My eyes narrow. “Wait, you two saw it?”
“Of course we saw it!” He’s staring at me like being out in the heat has finally fried my brain. “We saw the one a few nights ago, too. Big light, very alarming. But then you—your face went all blank, and you just jumped down and started walking toward it?”
I look behind me, to where Atlas and his mount are stopped several feet away. I don’t even remember moving.
“I must’ve just gotten disoriented,” I say, putting a dismissive edge on my voice.
I don’t know what just happened, and I really don’t want to think about it.
Or how it had me hypnotized or the voice I heard inside it.
My skin is still tingling all over. “Come on, we should get moving. We want to make it back to Covenant by sunrise.”
I spin and clamber ungracefully back onto the mount, and after a moment, Orion joins me, his brow furrowed as he takes up the reins and starts toward town again.
Atlas looks me over in that steady, searching way of his and then kicks his mount into step beside ours.
I don’t say anything to either of them—I don’t feel the need—but Orion keeps clearing his throat as he shifts around, like he’s searching for something to fill the awkward silence.
His eyes keep flicking over his shoulder to me and then away. The weight of it is itchy, heavy.

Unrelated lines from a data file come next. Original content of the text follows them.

//! ProfeGo Processing Library
//!
//! The per-file stages of the ingestion pipeline that do not touch storage:
//! validation, temporary staging, and conversion to plain text.

pub mod converter;
pub mod dispatcher;
pub mod staging;
pub mod validator;

pub use converter::{BuiltinConverter, ConversionError, Converter};
#[cfg(feature = "remote-converter")]
pub use converter::HttpConverter;
pub use dispatcher::{ConversionDispatcher, ConversionOutcome, ConvertedText};
pub use staging::{StagedFile, Staging, StagingError, TempStaging};
pub use validator::{check_size, FileValidator, ValidationError};
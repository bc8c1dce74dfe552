//! ProfeGo Core Library
//!
//! This crate provides the domain models, error types, configuration and constants
//! shared by the storage, processing and API crates.

pub mod config;
pub mod constants;
pub mod error;
pub mod models;
pub mod storage_types;

// Re-export commonly used types
pub use config::{Config, ConverterBackend, IdentityConfig, IngestConfig, ServerConfig, StorageConfig};
pub use error::{AppError, ErrorMetadata, LogLevel};
pub use models::{
    extension_of, file_type_label, processed_name, size_mb, FileError, FileErrorKind, FileInfo,
    ProcessingResult, Tier, PROCESSED_TYPE_LABEL,
};
pub use storage_types::StorageBackend;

“Stop that,” I finally snap.
Orion raises his eyebrows. “Stop what?”
“Looking at me. You keep looking at me.”
“Well, that’s terrible of me. Maybe I should just throw myself back on that prison train, see if the wardens can take me down to the Ninth Circle, after all.”
I make an irritated noise in the back of my throat. “You know what I mean. You want to ask something, Booker, spit it out and get it over with.”

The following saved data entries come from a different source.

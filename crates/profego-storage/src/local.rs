use crate::traits::{ObjectMeta, Storage, StorageError, StorageResult};
use crate::StorageBackend;
use async_trait::async_trait;
use bytes::Bytes;
use chrono::{DateTime, Utc};
use std::path::{Path, PathBuf};
use tokio::fs;
use tokio::io::AsyncWriteExt;

/// Local filesystem storage implementation
#[derive(Clone)]
pub struct LocalStorage {
    base_path: PathBuf,
}

impl LocalStorage {
    /// Create a new LocalStorage instance
    ///
    /// # Arguments
    /// * `base_path` - Root directory for file storage (e.g., "/var/lib/profego/storage")
    pub async fn new(base_path: impl Into<PathBuf>) -> StorageResult<Self> {
        let base_path = base_path.into();

        fs::create_dir_all(&base_path).await.map_err(|e| {
            StorageError::ConfigError(format!(
                "Failed to create storage directory {}: {}",
                base_path.display(),
                e
            ))
        })?;

        Ok(LocalStorage { base_path })
    }

    /// Convert storage key to filesystem path with security validation
    ///
    /// Rejects keys containing traversal sequences that could escape the base directory.
    fn key_to_path(&self, storage_key: &str) -> StorageResult<PathBuf> {
        if storage_key.split('/').any(|segment| segment == "..")
            || storage_key.starts_with('/')
            || storage_key.contains('\\')
        {
            return Err(StorageError::InvalidKey(
                "Storage key contains invalid characters".to_string(),
            ));
        }

        let path = self.base_path.join(storage_key);

        let base_canonical = self.base_path.canonicalize().map_err(|e| {
            StorageError::ConfigError(format!("Failed to canonicalize base path: {}", e))
        })?;

        if let Ok(canonical) = path.canonicalize() {
            if canonical.strip_prefix(&base_canonical).is_err() {
                return Err(StorageError::InvalidKey(
                    "Storage key resolves outside storage directory".to_string(),
                ));
            }
        }

        Ok(path)
    }

    fn path_to_key(&self, path: &Path) -> Option<String> {
        let relative = path.strip_prefix(&self.base_path).ok()?;
        let parts: Vec<&str> = relative
            .components()
            .map(|c| c.as_os_str().to_str())
            .collect::<Option<Vec<_>>>()?;
        Some(parts.join("/"))
    }

    /// Ensure parent directory exists
    async fn ensure_parent_dir(&self, path: &Path) -> StorageResult<()> {
        if let Some(parent) = path.parent() {
            fs::create_dir_all(parent).await?;
        }
        Ok(())
    }
}

#[async_trait]
impl Storage for LocalStorage {
    async fn put(&self, storage_key: &str, data: Bytes) -> StorageResult<()> {
        let path = self.key_to_path(storage_key)?;
        let size = data.len();

        self.ensure_parent_dir(&path).await?;

        let start = std::time::Instant::now();

        let mut file = fs::File::create(&path).await.map_err(|e| {
            StorageError::UploadFailed(format!("Failed to create file {}: {}", path.display(), e))
        })?;

        file.write_all(&data).await.map_err(|e| {
            StorageError::UploadFailed(format!("Failed to write file {}: {}", path.display(), e))
        })?;

        file.sync_all().await.map_err(|e| {
            StorageError::UploadFailed(format!("Failed to sync file {}: {}", path.display(), e))
        })?;

        tracing::info!(
            path = %path.display(),
            key = %storage_key,
            size_bytes = size,
            duration_ms = start.elapsed().as_secs_f64() * 1000.0,
            "Local storage upload successful"
        );

        Ok(())
    }

    async fn get(&self, storage_key: &str) -> StorageResult<Bytes> {
        let path = self.key_to_path(storage_key)?;
        let start = std::time::Instant::now();

        if !fs::try_exists(&path).await.unwrap_or(false) {
            return Err(StorageError::NotFound(storage_key.to_string()));
        }

        let data = fs::read(&path).await.map_err(|e| {
            StorageError::DownloadFailed(format!("Failed to read file {}: {}", path.display(), e))
        })?;

        tracing::debug!(
            path = %path.display(),
            key = %storage_key,
            size_bytes = data.len(),
            duration_ms = start.elapsed().as_secs_f64() * 1000.0,
            "Local storage download successful"
        );

        Ok(Bytes::from(data))
    }

    async fn delete(&self, storage_key: &str) -> StorageResult<()> {
        let path = self.key_to_path(storage_key)?;

        if !fs::try_exists(&path).await.unwrap_or(false) {
            return Err(StorageError::NotFound(storage_key.to_string()));
        }

        fs::remove_file(&path).await.map_err(|e| {
            StorageError::DeleteFailed(format!("Failed to delete file {}: {}", path.display(), e))
        })?;

        tracing::info!(
            path = %path.display(),
            key = %storage_key,
            "Local storage delete successful"
        );

        Ok(())
    }

    async fn list(&self, prefix: &str) -> StorageResult<Vec<ObjectMeta>> {
        let root = self.key_to_path(prefix)?;
        let mut objects = Vec::new();

        if !fs::try_exists(&root).await.unwrap_or(false) {
            return Ok(objects);
        }

        let mut pending = vec![root];
        while let Some(dir) = pending.pop() {
            let mut entries = fs::read_dir(&dir).await.map_err(|e| {
                StorageError::ListFailed(format!("Failed to read {}: {}", dir.display(), e))
            })?;

            while let Some(entry) = entries.next_entry().await? {
                let metadata = entry.metadata().await?;
                let path = entry.path();
                if metadata.is_dir() {
                    pending.push(path);
                    continue;
                }
                let Some(key) = self.path_to_key(&path) else {
                    tracing::warn!(path = %path.display(), "Skipping non UTF-8 path");
                    continue;
                };
                let last_modified = metadata
                    .modified()
                    .map(DateTime::<Utc>::from)
                    .unwrap_or_else(|_| Utc::now());
                objects.push(ObjectMeta {
                    key,
                    size_bytes: metadata.len(),
                    last_modified,
                });
            }
        }

        Ok(objects)
    }

    async fn exists(&self, storage_key: &str) -> StorageResult<bool> {
        let path = self.key_to_path(storage_key)?;
        Ok(fs::try_exists(&path).await.unwrap_or(false))
    }

    async fn ensure_prefix(&self, prefix: &str) -> StorageResult<()> {
        let path = self.key_to_path(prefix)?;
        fs::create_dir_all(&path).await?;
        Ok(())
    }

    async fn health_check(&self) -> StorageResult<()> {
        let metadata = fs::metadata(&self.base_path).await?;
        if !metadata.is_dir() {
            return Err(StorageError::BackendError(format!(
                "{} is not a directory",
                self.base_path.display()
            )));
        }
        Ok(())
    }

    fn backend_type(&self) -> StorageBackend {
        StorageBackend::Local
    }
}

#[cfg(test)]
mod tests {
    use super::*;
    use tempfile::tempdir;

    #[tokio::test]
    async fn test_local_storage_put_get() {
        let dir = tempdir().unwrap();
        let storage = LocalStorage::new(dir.path()).await.unwrap();

        storage
            .put("users/a/uploads/test.txt", Bytes::from_static(b"test data"))
            .await
            .unwrap();

        let downloaded = storage.get("users/a/uploads/test.txt").await.unwrap();
        assert_eq!(&downloaded[..], b"test data");
    }

    #[tokio::test]
    async fn test_put_overwrites() {
        let dir = tempdir().unwrap();
        let storage = LocalStorage::new(dir.path()).await.unwrap();

        storage.put("k/a.txt", Bytes::from_static(b"one")).await.unwrap();
        storage.put("k/a.txt", Bytes::from_static(b"two")).await.unwrap();

        assert_eq!(&storage.get("k/a.txt").await.unwrap()[..], b"two");
        assert_eq!(storage.list("k/").await.unwrap().len(), 1);
    }

    #[tokio::test]
    async fn test_path_traversal_rejected() {
        let dir = tempdir().unwrap();
        let storage = LocalStorage::new(dir.path()).await.unwrap();

        let result = storage.get("../../../etc/passwd").await;
        assert!(matches!(result, Err(StorageError::InvalidKey(_))));

        let result = storage.delete("../etc/passwd").await;
        assert!(matches!(result, Err(StorageError::InvalidKey(_))));

        let result = storage.exists("/etc/passwd").await;
        assert!(matches!(result, Err(StorageError::InvalidKey(_))));
    }

    #[tokio::test]
    async fn test_get_and_delete_missing_are_not_found() {
        let dir = tempdir().unwrap();
        let storage = LocalStorage::new(dir.path()).await.unwrap();

        assert!(matches!(
            storage.get("nonexistent/file.txt").await,
            Err(StorageError::NotFound(_))
        ));
        assert!(matches!(
            storage.delete("nonexistent/file.txt").await,
            Err(StorageError::NotFound(_))
        ));
    }

    #[tokio::test]
    async fn test_list_is_scoped_to_prefix() {
        let dir = tempdir().unwrap();
        let storage = LocalStorage::new(dir.path()).await.unwrap();

        storage.put("users/a/uploads/1.pdf", Bytes::from_static(b"1")).await.unwrap();
        storage.put("users/a/uploads/2.pdf", Bytes::from_static(b"22")).await.unwrap();
        storage.put("users/a/processed/1_procesado.txt", Bytes::from_static(b"x")).await.unwrap();
        storage.put("users/b/uploads/3.pdf", Bytes::from_static(b"333")).await.unwrap();

        let mut listed = storage.list("users/a/uploads/").await.unwrap();
        listed.sort_by(|a, b| a.key.cmp(&b.key));
        assert_eq!(listed.len(), 2);
        assert_eq!(listed[0].key, "users/a/uploads/1.pdf");
        assert_eq!(listed[1].name(), "2.pdf");
        assert_eq!(listed[1].size_bytes, 2);

        assert!(storage.list("users/z/uploads/").await.unwrap().is_empty());
    }

    #[tokio::test]
    async fn test_ensure_prefix_and_exists() {
        let dir = tempdir().unwrap();
        let storage = LocalStorage::new(dir.path()).await.unwrap();

        storage.ensure_prefix("users/a/uploads/").await.unwrap();
        assert!(dir.path().join("users/a/uploads").is_dir());
        assert!(!storage.exists("users/a/uploads/x.pdf").await.unwrap());

        storage.put("users/a/uploads/x.pdf", Bytes::from_static(b"x")).await.unwrap();
        assert!(storage.exists("users/a/uploads/x.pdf").await.unwrap());
        assert!(storage.health_check().await.is_ok());
    }
}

“Your personality has only gotten more charming, I have to say.”
“Don’t act like you still know anything about me.”
“Trust me, I won’t.” Orion straightens his shoulders, his eyes fixed on the silhouette of Covenant as it gets ever closer to us. “Because what I saw back there on the train? That was … some brand-new stuff.”
“Orion…,” Atlas says quietly off to our right. “Stop.”
I shake my head, glaring at Orion’s back even as I’m forced to keep my hands tight on his waist. “No, it’s fine. Go ahead and get it off your chest. Tell me how awful I am.”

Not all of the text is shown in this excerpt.